Task item: Every line of the records that contains the string "Buffer" counts once; give the total and nothing else.

Saved data entries
//! Payments snapshot codec
//!
//! Serializes payment requests and transaction annotations into a versioned
//! protobuf container. Messages are declared by hand with `prost`.

use chrono::{DateTime, Utc};
use prost::Message;
use rust_decimal::Decimal;
use std::str::FromStr;
use strongroom_core::{FiatPayment, PaymentRequest, TransactionAnnotation};

use crate::{Error, Result};

/// Container format version written by [`encode`]
pub const FORMAT_VERSION: u32 = 1;

/// Top-level container
#[derive(Clone, PartialEq, Message)]
pub struct PaymentsProto {
    /// Format version (0 means 1)
    #[prost(uint32, tag = "1")]
    pub format_version: u32,
    /// Payment requests
    #[prost(message, repeated, tag = "2")]
    pub payment_requests: Vec<PaymentRequestProto>,
    /// Transaction annotations
    #[prost(message, repeated, tag = "3")]
    pub transaction_annotations: Vec<TransactionAnnotationProto>,
}

/// Persisted payment request
#[allow(missing_docs)]
#[derive(Clone, PartialEq, Message)]
pub struct PaymentRequestProto {
    #[prost(string, optional, tag = "1")]
    pub address: Option<String>,
    #[prost(uint64, optional, tag = "2")]
    pub amount: Option<u64>,
    #[prost(uint64, optional, tag = "3")]
    pub paid_amount: Option<u64>,
    #[prost(string, optional, tag = "4")]
    pub label: Option<String>,
    #[prost(string, optional, tag = "5")]
    pub note: Option<String>,
    /// Creation time in milliseconds since the epoch
    #[prost(int64, optional, tag = "6")]
    pub date: Option<i64>,
    #[prost(message, optional, tag = "7")]
    pub amount_fiat: Option<FiatPaymentProto>,
    #[prost(string, repeated, tag = "8")]
    pub paying_transaction_hashes: Vec<String>,
    /// Nanoseconds within the second of `date`; absent in older files
    #[prost(uint32, optional, tag = "9")]
    pub date_subsec_nanos: Option<u32>,
}

/// Persisted transaction annotation
#[allow(missing_docs)]
#[derive(Clone, PartialEq, Message)]
pub struct TransactionAnnotationProto {
    #[prost(string, optional, tag = "1")]
    pub hash: Option<String>,
    #[prost(string, optional, tag = "2")]
    pub note: Option<String>,
    #[prost(message, optional, tag = "3")]
    pub amount_fiat: Option<FiatPaymentProto>,
    #[prost(uint64, optional, tag = "4")]
    pub miner_fee: Option<u64>,
    #[prost(uint64, optional, tag = "5")]
    pub client_fee: Option<u64>,
}

/// Persisted fiat snapshot; decimals are kept as strings
#[allow(missing_docs)]
#[derive(Clone, PartialEq, Message)]
pub struct FiatPaymentProto {
    #[prost(string, optional, tag = "1")]
    pub exchange_name: Option<String>,
    #[prost(string, optional, tag = "2")]
    pub rate: Option<String>,
    #[prost(string, optional, tag = "3")]
    pub currency: Option<String>,
    #[prost(string, optional, tag = "4")]
    pub amount: Option<String>,
}

/// Decoded store contents
#[derive(Debug, Clone, Default, PartialEq, Eq)]
pub struct Snapshot {
    /// Every payment request
    pub requests: Vec<PaymentRequest>,
    /// Every transaction annotation
    pub annotations: Vec<TransactionAnnotation>,
}

/// Encode the store contents
pub fn encode(requests: &[PaymentRequest], annotations: &[TransactionAnnotation]) -> Vec<u8> {
    PaymentsProto {
        format_version: FORMAT_VERSION,
        payment_requests: requests.iter().map(request_to_proto).collect(),
        transaction_annotations: annotations.iter().map(annotation_to_proto).collect(),
    }
    .encode_to_vec()
}

/// Decode store contents produced by [`encode`]
pub fn decode(bytes: &[u8]) -> Result<Snapshot> {
    let proto =
        PaymentsProto::decode(bytes).map_err(|e| Error::Malformed(e.to_string()))?;

    let version = match proto.format_version {
        0 => FORMAT_VERSION,
        v => v,
    };
    if version > FORMAT_VERSION {
        return Err(Error::Malformed(format!(
            "Unsupported payments format version: {}",
            version
        )));
    }

    Ok(Snapshot {
        requests: proto
            .payment_requests
            .into_iter()
            .map(request_from_proto)
            .collect::<Result<_>>()?,
        annotations: proto
            .transaction_annotations
            .into_iter()
            .map(annotation_from_proto)
            .collect::<Result<_>>()?,
    })
}

fn request_to_proto(request: &PaymentRequest) -> PaymentRequestProto {
    PaymentRequestProto {
        address: Some(request.address.clone()),
        amount: Some(request.amount),
        paid_amount: Some(request.paid_amount),
        label: request.label.clone(),
        note: request.note.clone(),
        date: Some(request.date.timestamp_millis()),
        amount_fiat: fiat_to_proto(&request.amount_fiat),
        paying_transaction_hashes: request.paying_transaction_hashes.clone(),
        date_subsec_nanos: Some(request.date.timestamp_subsec_nanos()),
    }
}

fn request_from_proto(proto: PaymentRequestProto) -> Result<PaymentRequest> {
    let address = proto
        .address
        .ok_or_else(|| Error::Malformed("Payment request without address".to_string()))?;
    let date = proto
        .date
        .and_then(|millis| date_from_parts(millis, proto.date_subsec_nanos))
        .ok_or_else(|| Error::Malformed(format!("Payment request {} without date", address)))?;

    Ok(PaymentRequest {
        address,
        amount: proto.amount.unwrap_or_default(),
        paid_amount: proto.paid_amount.unwrap_or_default(),
        label: proto.label,
        note: proto.note,
        date,
        amount_fiat: fiat_from_proto(proto.amount_fiat),
        paying_transaction_hashes: proto.paying_transaction_hashes,
    })
}

/// Millisecond timestamp refined by the sub-second nanoseconds when present
fn date_from_parts(millis: i64, subsec_nanos: Option<u32>) -> Option<DateTime<Utc>> {
    let secs = millis.div_euclid(1000);
    let nanos = match subsec_nanos {
        Some(nanos) => nanos,
        None => u32::try_from(millis.rem_euclid(1000)).ok()? * 1_000_000,
    };
    DateTime::<Utc>::from_timestamp(secs, nanos)
}

fn annotation_to_proto(annotation: &TransactionAnnotation) -> TransactionAnnotationProto {
    TransactionAnnotationProto {
        hash: Some(annotation.hash.clone()),
        note: annotation.note.clone(),
        amount_fiat: fiat_to_proto(&annotation.amount_fiat),
        miner_fee: annotation.miner_fee,
        client_fee: annotation.client_fee,
    }
}

fn annotation_from_proto(proto: TransactionAnnotationProto) -> Result<TransactionAnnotation> {
    let hash = proto
        .hash
        .ok_or_else(|| Error::Malformed("Transaction annotation without hash".to_string()))?;

    Ok(TransactionAnnotation {
        hash,
        note: proto.note,
        amount_fiat: fiat_from_proto(proto.amount_fiat),
        miner_fee: proto.miner_fee,
        client_fee: proto.client_fee,
    })
}

fn fiat_to_proto(fiat: &FiatPayment) -> Option<FiatPaymentProto> {
    if fiat.is_empty() {
        return None;
    }
    Some(FiatPaymentProto {
        exchange_name: fiat.exchange_name.clone(),
        rate: fiat.rate.map(|rate| rate.to_string()),
        currency: fiat.currency.clone(),
        amount: fiat.amount.map(|amount| amount.to_string()),
    })
}

/// Unparsable decimals decode to absent
fn fiat_from_proto(proto: Option<FiatPaymentProto>) -> FiatPayment {
    let Some(proto) = proto else {
        return FiatPayment::default();
    };
    let parse = |text: Option<String>| text.and_then(|t| Decimal::from_str(&t).ok());

    FiatPayment {
        exchange_name: proto.exchange_name,
        rate: parse(proto.rate),
        currency: proto.currency,
        amount: parse(proto.amount),
    }
}
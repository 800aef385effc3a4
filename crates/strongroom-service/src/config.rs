//! Service configuration

use directories::ProjectDirs;
use serde::{Deserialize, Serialize};
use std::path::{Path, PathBuf};
use strongroom_core::WalletId;
use strongroom_storage::{AesGcmCipher, KdfParams};

/// Environment variable overriding the application data directory
pub const DATA_DIR_ENV: &str = "STRONGROOM_DATA_DIR";

/// Payments service configuration
#[derive(Debug, Clone, PartialEq, Eq, Serialize, Deserialize)]
#[serde(default)]
pub struct PaymentsConfig {
    /// Root directory holding one directory per wallet
    pub application_data_dir: PathBuf,
    /// Argon2id parameters for wallet files
    pub kdf: KdfParams,
    /// Buffer of the transaction-seen channel
    pub seen_channel_capacity: usize,
    /// Pending credential rotation requests
    pub rotation_queue_capacity: usize,
    /// Buffer of the rotation outcome broadcast
    pub outcome_channel_capacity: usize,
}

impl Default for PaymentsConfig {
    fn default() -> Self {
        Self {
            application_data_dir: default_application_data_dir(),
            kdf: KdfParams::default(),
            seen_channel_capacity: 100,
            rotation_queue_capacity: 4,
            outcome_channel_capacity: 16,
        }
    }
}

impl PaymentsConfig {
    /// Parse a JSON document; absent fields take their defaults
    pub fn from_json(json: &str) -> serde_json::Result<Self> {
        serde_json::from_str(json)
    }

    /// Apply environment overrides
    pub fn with_env_overrides(mut self) -> Self {
        if let Some(dir) = std::env::var_os(DATA_DIR_ENV).filter(|dir| !dir.is_empty()) {
            self.application_data_dir = PathBuf::from(dir);
        }
        self
    }

    /// Directory of one wallet
    pub fn wallet_directory(&self, wallet_id: &WalletId) -> PathBuf {
        self.application_data_dir.join(wallet_id.wallet_root())
    }

    /// Root data directory
    pub fn application_data_dir(&self) -> &Path {
        &self.application_data_dir
    }

    /// Cipher for wallet files under the configured KDF parameters
    pub fn cipher(&self) -> AesGcmCipher {
        AesGcmCipher::new(self.kdf)
    }
}

fn default_application_data_dir() -> PathBuf {
    ProjectDirs::from("org", "Strongroom", "Strongroom")
        .map(|dirs| dirs.data_dir().to_path_buf())
        .unwrap_or_else(|| PathBuf::from("./strongroom"))
}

Task response: 2